Set up infrastructure for exporting results

emilycantrell commented 3 weeks ago

Tommy & Emily discussed this on 2024-08-23.

To do:

[x] Figure out what information we want to export, and in what format (CSV? json?)
[ ] Set up the code to do this export (Emily will draft suggested code for this; then Tommy can adjust it to work in the actual environment)

Proposed columns to include in the export file (tentative; this needs more discussion) (these are just notes about ideas, not intended as a spec of actual column names):

training sample size
selection sample size
eval sample size
indicator for whether tuning/selection data was separate from evaluation data
training & selection sample composition (i.e., demographic subgroup composition)
eval sample composition (i.e., demographic subgroup composition)
model (e.g., catboost/xgboost)
hyperparameter_1 (this will be a specific hyperparameter name, depending on the model)
hyperparameter_2
... hyperparameter_n
feature set (which files do we use as inputs)
threshold for turning probabilities into classes
F1
precision
accuracy
recall
AUC
R2_holdout
data for calibration plots? (need to think about how to export this without exporting individual-level data or data with fewer than 10 people per cell)

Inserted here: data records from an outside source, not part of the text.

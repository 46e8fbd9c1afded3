//! BoardGameGeek XML API client.
//!
//! Exposes the remote catalog as a [`GameDatabase`]: text search, detail
//! lookup by id, and image download. [`BggClient`] is the blocking HTTP
//! implementation; every call it makes passes through one rate gate.

pub mod client;
pub mod database;
pub mod error;
pub mod types;
pub mod xml;

pub use client::{BggClient, ClientConfig, RateGate};
pub use database::GameDatabase;
pub use error::BggError;
pub use types::{GameDetails, ImageData, PlayerVotes, SearchCandidate};
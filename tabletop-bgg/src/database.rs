use crate::error::BggError;
use crate::types::{GameDetails, ImageData, SearchCandidate};

/// The remote game catalog.
///
/// All three operations are blocking, fallible, and rate limited by the
/// implementation. Callers treat every error as a failure of that one call.
pub trait GameDatabase {
    /// Search by free text. Candidates come back in the service's order.
    fn search(&self, query: &str) -> Result<Vec<SearchCandidate>, BggError>;

    /// Full details for one catalog id.
    fn game_details(&self, id: u32) -> Result<GameDetails, BggError>;

    /// Download an image by URL.
    fn fetch_image(&self, url: &str) -> Result<ImageData, BggError>;
}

emilycantrell commented 2 weeks ago

This afternoon, Tommy and I met and discussed what results we want to export, and how to format the exported file.

What results to export

We want to export the following information:

For all Model-HyperparameterDraw-TrainingSample-FeatureSets that we tested, export scores that can be calculated using predicted probabilities (logloss, AUC, R^2, squared loss), for every selection set and test set specified in the jobfile. (Note: "draw" refers to a draw during randomized grid search)
For the winning HyperparameterDraw within each Model-TrainingSample-FeatureSet (where the winner is chosen based on a specified selection set):
- export scores that are calculated based on classifications (F1, precision, accuracy, recall), for every selection set and test set specified in the jobfile. (This is in addition to logloss, AUC, and R^2.)
- export the classification threshold

Notes:

The reason we are exporting results from every hyperparameter draw we test, rather than just the winning draw, is that Tommy is interesting in studying how various "reasonable models" perform on different demographic subgroups. He wants to see a variety of models, not just a single "best" model. (@HanzhangRen I'd like to discuss what you mean by "reasonable models" more.)
The reason we are exporting classification-based scores for only the winning HyperparameterDraw within each Model-TrainingSample-FeatureSet, rather than for all Model-HyperparameterDraw-TrainingSample-FeatureSets, is that we don't think it's worth the computation time to determine the best thresholds for the predictions from every hyperparameter draw. (However, @HanzhangRen, on further thought I'm wondering: are you sure you don't want classification-based scores for all hyperparameter draws?)
We haven't yet touched on if/how to export calibration plot data, but that is also something we need to decide.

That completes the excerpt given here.